What you need to do -
Only the lines from the start of the data through the one containing "transitive callers up" belong in your answer; return them exactly.

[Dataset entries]
------------------------------------------------------------

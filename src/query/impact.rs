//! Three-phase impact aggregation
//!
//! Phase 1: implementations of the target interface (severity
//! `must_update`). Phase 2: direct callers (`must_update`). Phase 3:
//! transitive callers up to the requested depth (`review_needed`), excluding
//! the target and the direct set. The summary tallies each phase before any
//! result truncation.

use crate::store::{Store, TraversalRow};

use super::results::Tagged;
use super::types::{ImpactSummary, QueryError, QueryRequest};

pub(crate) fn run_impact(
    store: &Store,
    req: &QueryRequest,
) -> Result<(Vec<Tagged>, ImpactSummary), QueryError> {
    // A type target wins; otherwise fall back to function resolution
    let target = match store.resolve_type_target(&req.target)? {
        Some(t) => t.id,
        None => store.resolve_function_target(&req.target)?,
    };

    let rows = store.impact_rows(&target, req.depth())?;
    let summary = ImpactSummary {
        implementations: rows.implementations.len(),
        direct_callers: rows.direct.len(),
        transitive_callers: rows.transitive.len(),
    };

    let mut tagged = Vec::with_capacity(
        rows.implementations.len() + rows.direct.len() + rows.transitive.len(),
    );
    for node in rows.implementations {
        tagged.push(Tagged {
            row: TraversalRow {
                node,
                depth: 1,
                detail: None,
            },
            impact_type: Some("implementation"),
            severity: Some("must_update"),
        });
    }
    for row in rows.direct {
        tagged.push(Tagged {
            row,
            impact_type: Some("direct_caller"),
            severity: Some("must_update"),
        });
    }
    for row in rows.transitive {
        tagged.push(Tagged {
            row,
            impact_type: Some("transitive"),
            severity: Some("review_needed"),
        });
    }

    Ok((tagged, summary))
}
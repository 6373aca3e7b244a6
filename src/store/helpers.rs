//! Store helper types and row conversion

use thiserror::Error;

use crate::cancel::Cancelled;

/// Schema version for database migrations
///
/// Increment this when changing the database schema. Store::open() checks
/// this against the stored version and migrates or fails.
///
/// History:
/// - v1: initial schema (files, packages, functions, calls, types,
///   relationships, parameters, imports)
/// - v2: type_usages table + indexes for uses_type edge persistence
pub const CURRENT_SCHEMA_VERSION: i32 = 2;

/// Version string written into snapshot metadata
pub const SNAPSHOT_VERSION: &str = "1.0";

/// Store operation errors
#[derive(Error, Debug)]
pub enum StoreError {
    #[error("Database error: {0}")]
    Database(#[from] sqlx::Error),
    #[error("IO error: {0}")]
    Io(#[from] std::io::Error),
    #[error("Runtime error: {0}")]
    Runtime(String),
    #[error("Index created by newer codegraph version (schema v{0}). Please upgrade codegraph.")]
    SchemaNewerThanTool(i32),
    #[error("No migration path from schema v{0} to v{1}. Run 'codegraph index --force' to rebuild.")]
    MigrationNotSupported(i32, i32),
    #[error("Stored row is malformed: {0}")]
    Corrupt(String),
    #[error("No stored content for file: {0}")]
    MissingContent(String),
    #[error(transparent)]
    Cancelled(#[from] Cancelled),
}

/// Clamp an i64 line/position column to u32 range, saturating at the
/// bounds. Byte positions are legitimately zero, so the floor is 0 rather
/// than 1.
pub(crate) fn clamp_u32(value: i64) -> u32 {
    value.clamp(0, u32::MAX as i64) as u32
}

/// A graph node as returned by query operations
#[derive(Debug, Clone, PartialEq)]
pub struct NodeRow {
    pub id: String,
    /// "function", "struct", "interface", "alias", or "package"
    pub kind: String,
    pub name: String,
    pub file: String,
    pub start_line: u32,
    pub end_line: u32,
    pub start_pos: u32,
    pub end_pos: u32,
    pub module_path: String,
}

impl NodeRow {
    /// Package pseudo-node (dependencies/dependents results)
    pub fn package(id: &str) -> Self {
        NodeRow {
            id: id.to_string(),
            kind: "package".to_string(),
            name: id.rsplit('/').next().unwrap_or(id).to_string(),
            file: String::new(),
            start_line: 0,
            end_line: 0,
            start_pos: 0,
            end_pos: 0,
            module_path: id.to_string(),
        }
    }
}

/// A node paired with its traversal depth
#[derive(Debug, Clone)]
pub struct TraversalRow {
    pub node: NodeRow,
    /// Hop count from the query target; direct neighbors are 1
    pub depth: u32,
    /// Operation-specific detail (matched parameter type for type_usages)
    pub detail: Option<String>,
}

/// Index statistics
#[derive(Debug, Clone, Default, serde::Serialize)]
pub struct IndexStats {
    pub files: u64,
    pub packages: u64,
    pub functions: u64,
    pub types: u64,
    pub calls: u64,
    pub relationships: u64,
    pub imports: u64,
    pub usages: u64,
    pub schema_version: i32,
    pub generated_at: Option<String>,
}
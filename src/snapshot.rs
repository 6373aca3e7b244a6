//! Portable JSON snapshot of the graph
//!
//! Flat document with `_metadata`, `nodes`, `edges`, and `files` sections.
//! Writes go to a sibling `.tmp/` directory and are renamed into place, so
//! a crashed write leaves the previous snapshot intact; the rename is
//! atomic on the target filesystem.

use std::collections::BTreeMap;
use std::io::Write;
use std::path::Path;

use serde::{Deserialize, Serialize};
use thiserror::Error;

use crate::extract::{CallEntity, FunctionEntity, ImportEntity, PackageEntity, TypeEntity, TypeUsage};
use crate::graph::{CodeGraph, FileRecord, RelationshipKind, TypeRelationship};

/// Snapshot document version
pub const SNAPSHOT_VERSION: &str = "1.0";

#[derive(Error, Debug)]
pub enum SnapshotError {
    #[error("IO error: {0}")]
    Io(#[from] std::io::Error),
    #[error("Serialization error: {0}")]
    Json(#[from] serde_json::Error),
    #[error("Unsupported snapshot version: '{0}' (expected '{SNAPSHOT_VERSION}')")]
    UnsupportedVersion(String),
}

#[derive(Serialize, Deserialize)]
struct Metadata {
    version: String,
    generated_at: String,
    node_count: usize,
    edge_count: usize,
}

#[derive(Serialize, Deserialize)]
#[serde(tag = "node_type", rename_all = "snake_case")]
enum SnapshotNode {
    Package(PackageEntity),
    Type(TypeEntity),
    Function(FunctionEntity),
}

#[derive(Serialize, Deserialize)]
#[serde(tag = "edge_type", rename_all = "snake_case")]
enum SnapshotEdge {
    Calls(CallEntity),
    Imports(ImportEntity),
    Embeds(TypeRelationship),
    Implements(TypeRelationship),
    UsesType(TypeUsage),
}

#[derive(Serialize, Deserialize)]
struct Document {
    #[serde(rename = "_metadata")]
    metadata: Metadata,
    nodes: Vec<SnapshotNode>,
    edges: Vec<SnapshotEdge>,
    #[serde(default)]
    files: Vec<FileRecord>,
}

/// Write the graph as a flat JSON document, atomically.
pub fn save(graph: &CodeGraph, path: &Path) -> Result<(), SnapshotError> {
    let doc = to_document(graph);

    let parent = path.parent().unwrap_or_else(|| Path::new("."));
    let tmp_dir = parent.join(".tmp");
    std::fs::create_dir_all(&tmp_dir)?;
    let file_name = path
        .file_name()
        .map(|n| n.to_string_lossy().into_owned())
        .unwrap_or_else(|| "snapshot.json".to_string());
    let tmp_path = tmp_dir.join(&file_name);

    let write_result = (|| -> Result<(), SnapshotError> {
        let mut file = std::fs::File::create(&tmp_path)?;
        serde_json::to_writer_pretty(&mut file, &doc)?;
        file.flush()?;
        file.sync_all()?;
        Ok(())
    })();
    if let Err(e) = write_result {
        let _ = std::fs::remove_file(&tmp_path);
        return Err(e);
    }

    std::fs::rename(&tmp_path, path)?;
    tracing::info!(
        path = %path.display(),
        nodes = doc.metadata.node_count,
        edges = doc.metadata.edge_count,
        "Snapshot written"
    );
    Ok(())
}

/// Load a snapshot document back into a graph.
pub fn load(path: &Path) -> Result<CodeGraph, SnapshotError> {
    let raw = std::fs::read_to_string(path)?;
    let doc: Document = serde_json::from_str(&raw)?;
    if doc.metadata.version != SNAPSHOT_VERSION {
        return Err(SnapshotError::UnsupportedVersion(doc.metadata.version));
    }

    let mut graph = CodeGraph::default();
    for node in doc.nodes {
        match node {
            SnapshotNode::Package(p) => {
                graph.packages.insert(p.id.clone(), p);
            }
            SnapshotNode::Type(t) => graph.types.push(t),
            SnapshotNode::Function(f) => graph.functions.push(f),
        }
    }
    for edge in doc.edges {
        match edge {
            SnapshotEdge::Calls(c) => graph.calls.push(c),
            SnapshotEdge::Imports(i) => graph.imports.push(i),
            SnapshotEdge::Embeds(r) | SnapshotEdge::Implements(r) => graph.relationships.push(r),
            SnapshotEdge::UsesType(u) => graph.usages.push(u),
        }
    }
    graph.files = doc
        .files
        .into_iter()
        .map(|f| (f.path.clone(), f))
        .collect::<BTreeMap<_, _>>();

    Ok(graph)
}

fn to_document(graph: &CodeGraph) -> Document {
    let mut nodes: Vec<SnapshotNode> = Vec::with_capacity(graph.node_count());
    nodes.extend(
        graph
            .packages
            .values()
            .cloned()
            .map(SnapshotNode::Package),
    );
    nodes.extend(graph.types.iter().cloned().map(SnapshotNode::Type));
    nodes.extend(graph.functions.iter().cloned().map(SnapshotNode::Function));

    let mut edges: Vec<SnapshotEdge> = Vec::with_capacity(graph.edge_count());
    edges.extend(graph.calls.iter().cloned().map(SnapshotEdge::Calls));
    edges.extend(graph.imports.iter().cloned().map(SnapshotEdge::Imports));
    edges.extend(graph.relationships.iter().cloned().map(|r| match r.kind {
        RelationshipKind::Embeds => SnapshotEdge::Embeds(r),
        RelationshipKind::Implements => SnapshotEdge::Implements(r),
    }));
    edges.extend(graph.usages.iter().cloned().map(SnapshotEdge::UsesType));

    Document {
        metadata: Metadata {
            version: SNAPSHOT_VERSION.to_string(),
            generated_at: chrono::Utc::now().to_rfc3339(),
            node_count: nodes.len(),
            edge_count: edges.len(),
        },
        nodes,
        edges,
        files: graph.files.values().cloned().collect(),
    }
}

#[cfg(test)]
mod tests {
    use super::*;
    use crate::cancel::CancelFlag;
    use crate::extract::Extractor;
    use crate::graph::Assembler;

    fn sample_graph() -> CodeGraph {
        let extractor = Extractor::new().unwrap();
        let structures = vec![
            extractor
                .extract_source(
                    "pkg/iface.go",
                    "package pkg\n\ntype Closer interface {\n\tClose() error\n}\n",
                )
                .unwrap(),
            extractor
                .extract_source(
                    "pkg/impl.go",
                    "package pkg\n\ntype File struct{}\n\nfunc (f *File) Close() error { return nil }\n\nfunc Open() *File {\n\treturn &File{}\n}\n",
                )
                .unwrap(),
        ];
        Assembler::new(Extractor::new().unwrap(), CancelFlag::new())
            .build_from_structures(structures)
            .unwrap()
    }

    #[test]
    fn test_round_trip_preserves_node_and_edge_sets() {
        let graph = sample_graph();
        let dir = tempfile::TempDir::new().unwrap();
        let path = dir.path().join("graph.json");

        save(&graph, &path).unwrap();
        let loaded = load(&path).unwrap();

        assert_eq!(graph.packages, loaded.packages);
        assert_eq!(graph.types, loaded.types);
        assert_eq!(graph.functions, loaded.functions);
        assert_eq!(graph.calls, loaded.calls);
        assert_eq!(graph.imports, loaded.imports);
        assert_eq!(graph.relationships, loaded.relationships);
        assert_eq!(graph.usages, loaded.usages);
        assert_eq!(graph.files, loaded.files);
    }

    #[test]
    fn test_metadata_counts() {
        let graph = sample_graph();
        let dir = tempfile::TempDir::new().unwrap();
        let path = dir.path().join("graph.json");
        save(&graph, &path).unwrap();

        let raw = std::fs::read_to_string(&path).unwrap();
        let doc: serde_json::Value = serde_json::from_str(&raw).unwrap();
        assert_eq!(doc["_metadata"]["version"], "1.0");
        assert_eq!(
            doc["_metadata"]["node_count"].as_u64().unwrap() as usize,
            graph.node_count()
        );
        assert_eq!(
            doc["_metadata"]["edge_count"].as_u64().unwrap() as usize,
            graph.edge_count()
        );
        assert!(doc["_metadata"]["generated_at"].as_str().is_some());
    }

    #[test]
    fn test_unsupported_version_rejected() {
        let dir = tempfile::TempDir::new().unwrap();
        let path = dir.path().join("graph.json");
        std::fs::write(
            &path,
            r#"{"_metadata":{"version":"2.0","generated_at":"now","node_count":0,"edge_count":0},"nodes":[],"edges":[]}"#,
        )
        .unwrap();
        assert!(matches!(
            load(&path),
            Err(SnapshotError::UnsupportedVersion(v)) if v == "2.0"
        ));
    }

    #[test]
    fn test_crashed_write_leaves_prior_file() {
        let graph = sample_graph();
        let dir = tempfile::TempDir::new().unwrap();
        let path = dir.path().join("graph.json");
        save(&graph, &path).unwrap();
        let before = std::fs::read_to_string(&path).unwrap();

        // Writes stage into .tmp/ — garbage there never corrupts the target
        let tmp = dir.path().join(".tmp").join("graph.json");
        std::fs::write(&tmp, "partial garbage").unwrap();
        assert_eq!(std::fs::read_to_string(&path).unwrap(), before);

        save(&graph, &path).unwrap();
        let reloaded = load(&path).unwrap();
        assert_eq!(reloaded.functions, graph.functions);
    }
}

------------------------------------------------------------

Written response -
filename src/query/impact.rs
//! Three-phase impact aggregation
//!
//! Phase 1: implementations of the target interface (severity
//! `must_update`). Phase 2: direct callers (`must_update`). Phase 3:
//! transitive callers up to the requested depth (`review_needed`), excluding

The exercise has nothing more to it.